Autres informations: www.marseilleprovencegreeters.com

A ne pas manquer

  • La «bonne mère»: situé à près de 150 mètres au-dessus du niveau de la mer, le parvis de Notre-Dame-de-la-Garde offre un magnifique panorama sur la ville, la Côte Bleue et les îles du Frioul. Quant aux maquettes de bateau suspendues dans la nef, elles rappellent que la «bonne mère» ne veille pas seulement sur les Marseillais mais aussi sur tous les marins.
  • La «maison du fada»: la Cité radieuse construite par le Corbusier au début des années 1950, étonne toujours par son modernisme. Construite comme un village vertical, la barre d’habitation est traversée par deux rues (3e et 4e étages) bordées de magasins, de cabinets de médecin ou de bureaux d’architecte. Quant au café de l’hôtel, il permet aux visiteurs d’appréhender l’œuvre du maître jusque dans les moindres détails.
  • La «cagole»: toujours bronzée, la cagole est une Marseillaise qui a adopté un look vestimentaire pour le moins voyant (certains disent vulgaire). A observer rue Saint-Ferréol quand elle fait les boutiques avec ses copines et mouche les hommes en survêtement qui la sifflent.
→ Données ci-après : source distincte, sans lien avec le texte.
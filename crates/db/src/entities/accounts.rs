//! `SeaORM` Entity for accounts table.

use sea_orm::entity::prelude::*;
use serde::{Deserialize, Serialize};

use super::sea_orm_active_enums::{AccountStatus, AccountType};

#[derive(Clone, Debug, PartialEq, Eq, DeriveEntityModel, Serialize, Deserialize)]
#[sea_orm(table_name = "accounts")]
pub struct Model {
    #[sea_orm(primary_key, auto_increment = false)]
    pub number: i64,
    pub user_id: i64,
    pub account_type: AccountType,
    #[sea_orm(column_type = "Decimal(Some((18, 2)))")]
    pub balance: Decimal,
    pub status: AccountStatus,
    pub ifsc_code: String,
    pub opened_at: DateTimeWithTimeZone,
}

#[derive(Copy, Clone, Debug, EnumIter, DeriveRelation)]
pub enum Relation {}

impl ActiveModelBehavior for ActiveModel {}
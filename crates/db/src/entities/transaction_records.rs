//! `SeaORM` Entity for transaction_records table.
//!
//! No foreign keys: failed attempts against unknown accounts are recorded too.

use sea_orm::entity::prelude::*;
use serde::{Deserialize, Serialize};

use super::sea_orm_active_enums::{RecordStatus, TransactionKind};

#[derive(Clone, Debug, PartialEq, Eq, DeriveEntityModel, Serialize, Deserialize)]
#[sea_orm(table_name = "transaction_records")]
pub struct Model {
    #[sea_orm(primary_key)]
    pub id: i64,
    pub kind: TransactionKind,
    pub from_account: Option<i64>,
    pub to_account: Option<i64>,
    #[sea_orm(column_type = "Decimal(None)")]
    pub amount: Decimal,
    pub recorded_at: DateTimeWithTimeZone,
    pub status: RecordStatus,
    #[sea_orm(column_type = "Text")]
    pub comment: String,
    pub scheduled_transfer_id: Option<i64>,
}

#[derive(Copy, Clone, Debug, EnumIter, DeriveRelation)]
pub enum Relation {}

impl ActiveModelBehavior for ActiveModel {}
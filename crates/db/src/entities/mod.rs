//! `SeaORM` entities for the ledger schema.

pub mod accounts;
pub mod scheduled_transfers;
pub mod sea_orm_active_enums;
pub mod transaction_records;

pub mod prelude {
    //! Entity re-exports.
    pub use super::accounts::Entity as Accounts;
    pub use super::scheduled_transfers::Entity as ScheduledTransfers;
    pub use super::transaction_records::Entity as TransactionRecords;
}
//! Database migration runner for Coffer.
//!
//! Reads `DATABASE_URL` from the environment (or `.env`).
//!
//! Usage:
//!   migrator up      - Apply the ledger schema
//!   migrator down    - Drop the ledger schema
//!   migrator status  - Show migration status
//!   migrator fresh   - Drop everything and re-apply

use coffer_db::migration::Migrator;
use sea_orm_migration::prelude::*;

#[tokio::main]
async fn main() {
    dotenvy::dotenv().ok();

    // run_cli installs its own subscriber
    cli::run_cli(Migrator).await;
}
//! Database migrations.
//!
//! Migrations are managed using sea-orm-migration.

pub use sea_orm_migration::prelude::*;

mod m20261018_000001_core_ledger;

/// Migrator for running database migrations.
pub struct Migrator;

#[async_trait::async_trait]
impl MigratorTrait for Migrator {
    fn migrations() -> Vec<Box<dyn MigrationTrait>> {
        vec![Box::new(m20261018_000001_core_ledger::Migration)]
    }
}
  • Le halal bobo: jouxtant la Canebière, le quartier de Noailles accueille – en plein centre-ville – une forte population d’immigrés nord-africains. Ici, on y vend à la criée en français et en arabe des fruits et légu­mes entre une boucherie halal, un bazar et une échoppe écoulant des montagnes de baklavas. A deux pas et en parfaite symbiose, le cours Julien abrite de nombreux petits restaurants et bars fréquentés par des bobos en mal d’altérité.